Street's next contention is that the trial judge erred in its handling of juror misconduct and improper comments made by an outsider to the jury. Street complains that the trial court improperly denied defense counsel's request to make an inquiry of the jurors regarding their ability to continue listening to testimony after one juror was observed with his eyes closed during the direct examination of a State rebuttal witness. Instead of granting the request, the judge declared a recess before cross-examination began and after that the trial adjourned for the day. We find no abuse of discretion in the trial court's failure to question the jury about their stamina and ability to continue to listen to testimony.
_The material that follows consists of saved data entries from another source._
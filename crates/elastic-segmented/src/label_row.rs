use elastic_core::{Color, Font, Rect, Size, TextMeasure};
use smallvec::SmallVec;

#[derive(Clone, Debug, PartialEq)]
pub struct Label {
    pub text: String,
    pub frame: Rect,
}

/// One row of segment titles drawn with a single color and font.
///
/// The control keeps two of these with the same titles: the base row and
/// the selected-appearance row that is only visible under the thumb.
#[derive(Clone, Debug)]
pub struct LabelRow {
    labels: Vec<Label>,
    color: Color,
    font: Font,
}

impl LabelRow {
    pub fn new(color: Color, font: Font) -> Self {
        Self {
            labels: Vec::new(),
            color,
            font,
        }
    }

    /// Replaces every label. Frames start empty until the next layout.
    pub fn set_titles<S: AsRef<str>>(&mut self, titles: &[S]) {
        self.labels = titles
            .iter()
            .map(|t| Label {
                text: t.as_ref().to_owned(),
                frame: Rect::default(),
            })
            .collect();
    }

    pub fn titles(&self) -> Vec<String> {
        self.labels.iter().map(|l| l.text.clone()).collect()
    }

    pub fn len(&self) -> usize {
        self.labels.len()
    }

    pub fn is_empty(&self) -> bool {
        self.labels.is_empty()
    }

    pub fn labels(&self) -> &[Label] {
        &self.labels
    }

    pub fn color(&self) -> Color {
        self.color
    }

    pub fn set_color(&mut self, color: Color) {
        self.color = color;
    }

    pub fn font(&self) -> &Font {
        &self.font
    }

    pub fn set_font(&mut self, font: Font) {
        self.font = font;
    }

    /// Natural size of every title in this row's font.
    pub fn measure(&self, measurer: &dyn TextMeasure, max: Size) -> SmallVec<[Size; 4]> {
        self.labels
            .iter()
            .map(|l| measurer.measure(&l.text, &self.font, max))
            .collect()
    }

    /// Forgets every frame, e.g. when the bounds leave no room for a layout.
    pub fn clear_frames(&mut self) {
        for label in &mut self.labels {
            label.frame = Rect::default();
        }
    }

    pub fn set_frames(&mut self, frames: &[Rect]) {
        debug_assert_eq!(frames.len(), self.labels.len());
        for (label, frame) in self.labels.iter_mut().zip(frames) {
            label.frame = *frame;
        }
    }
}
The trial court's exercise of discretion in this matter should not be disturbed absent a showing of bias or prejudice to the defendant, which appellant has not argued or proven. United States v. Hernandez, 921 F.2d 1569, 1578 (11th Cir.), cert. denied, 500 U.S. 958, 111 S.Ct. 2271, 114 L.Ed.2d 722 (1991); United States v. Holder, 652 F.2d 449, 451 (5th Cir.1981); Amazon v. State, 487 So.2d 8, 11 (Fla.), cert. denied, 479 U.S. 914, 107 S.Ct. 314, 93 L.Ed.2d 288 (1986); Ivey v. State, 132 Fla. 36, 45, 180 So. 368, 372 (1938). In any event, defense counsel did not request replacement of the juror with an alternate or make a motion for a mistrial.

Street also complains that a comment made by an outsider and heard by four of the jurors fundamentally corrupted the proceeding. When passing the jury in a hallway, someone uttered the word "guilty." Upon learning of the comment, the judge investigated the incident and individually questioned the jurors...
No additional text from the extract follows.